use std::collections::HashMap;
use std::path::PathBuf;

use log::{debug, info};
use serde::Deserialize;

// ---------------------------------------------------------------------------
// ConfigFile — deserialized from TOML (all fields optional)
// ---------------------------------------------------------------------------

#[derive(Default, Deserialize)]
#[serde(default)]
pub struct ConfigFile {
    pub device: Option<PathBuf>,
    pub zoom: Option<u32>,
    pub min_zoom: Option<u32>,
    pub max_zoom: Option<u32>,
    pub rotate: Option<i32>,
    pub window_size: Option<usize>,
    pub page_steps: Option<u32>,
    /// Key rebindings: key spec ("J", "C-f", "space") -> command name.
    pub keys: HashMap<String, String>,
}

// ---------------------------------------------------------------------------
// Config — resolved (all fields concrete)
// ---------------------------------------------------------------------------

pub struct Config {
    pub device: Option<PathBuf>,
    pub zoom: u32,
    pub min_zoom: u32,
    pub max_zoom: u32,
    pub rotate: i32,
    pub window_size: usize,
    pub page_steps: u32,
    pub keys: HashMap<String, String>,
}

impl ConfigFile {
    /// Merge CLI values (overwrites non-None fields).
    pub fn merge_cli(&mut self, zoom: Option<u32>, rotate: Option<i32>) {
        if let Some(v) = zoom {
            debug!("config: CLI override zoom={v}");
            self.zoom = zoom;
        }
        if let Some(v) = rotate {
            debug!("config: CLI override rotate={v}");
            self.rotate = rotate;
        }
    }

    /// Resolve to a Config by applying defaults to missing fields. The zoom
    /// bounds must be sane (session math divides by zoom), so `min_zoom`
    /// floors at 1 and the initial zoom is clamped between the bounds.
    pub fn resolve(self) -> Config {
        let min_zoom = self.min_zoom.unwrap_or(10).max(1);
        let max_zoom = self.max_zoom.unwrap_or(100).max(min_zoom);
        let config = Config {
            device: self.device,
            zoom: self.zoom.unwrap_or(15).clamp(min_zoom, max_zoom),
            min_zoom,
            max_zoom,
            rotate: self.rotate.unwrap_or(0),
            window_size: self.window_size.unwrap_or(2).max(1),
            page_steps: self.page_steps.unwrap_or(8).max(1),
            keys: self.keys,
        };
        info!(
            "config: resolved zoom={}, min_zoom={}, max_zoom={}, rotate={}, \
             window_size={}, page_steps={}, {} key override(s)",
            config.zoom,
            config.min_zoom,
            config.max_zoom,
            config.rotate,
            config.window_size,
            config.page_steps,
            config.keys.len(),
        );
        config
    }
}

/// Resolve the XDG config path for fbview.
fn config_path() -> Option<PathBuf> {
    let config_dir = std::env::var_os("XDG_CONFIG_HOME")
        .map(PathBuf::from)
        .or_else(|| {
            std::env::var_os("HOME").map(|h| PathBuf::from(h).join(".config"))
        })?;
    Some(config_dir.join("fbview").join("config.toml"))
}

/// Load config file. Returns `ConfigFile::default()` if no file exists.
/// Returns an error if the file exists but cannot be parsed.
pub fn load_config() -> anyhow::Result<ConfigFile> {
    let path = match config_path() {
        Some(p) => p,
        None => {
            info!("config: no HOME or XDG_CONFIG_HOME set, using defaults");
            return Ok(ConfigFile::default());
        }
    };
    debug!("config: looking for {}", path.display());
    match std::fs::read_to_string(&path) {
        Ok(text) => {
            info!("config: loaded from {}", path.display());
            let cfg: ConfigFile = toml::from_str(&text)
                .map_err(|e| anyhow::anyhow!("failed to parse {}: {e}", path.display()))?;
            Ok(cfg)
        }
        Err(e) if e.kind() == std::io::ErrorKind::NotFound => {
            info!("config: {} not found, using defaults", path.display());
            Ok(ConfigFile::default())
        }
        Err(e) => Err(anyhow::anyhow!("failed to read {}: {e}", path.display())),
    }
}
****
Copy verbatim, from the listing above, each line from the one containing "use serde::Deserialize;" down to the one containing "(all fields concrete)", inclusive.

use serde::Deserialize;

// ---------------------------------------------------------------------------
// ConfigFile — deserialized from TOML (all fields optional)
// ---------------------------------------------------------------------------

#[derive(Default, Deserialize)]
#[serde(default)]
pub struct ConfigFile {
    pub device: Option<PathBuf>,
    pub zoom: Option<u32>,
    pub min_zoom: Option<u32>,
    pub max_zoom: Option<u32>,
    pub rotate: Option<i32>,
    pub window_size: Option<usize>,
    pub page_steps: Option<u32>,
    /// Key rebindings: key spec ("J", "C-f", "space") -> command name.
    pub keys: HashMap<String, String>,
}

// ---------------------------------------------------------------------------
// Config — resolved (all fields concrete)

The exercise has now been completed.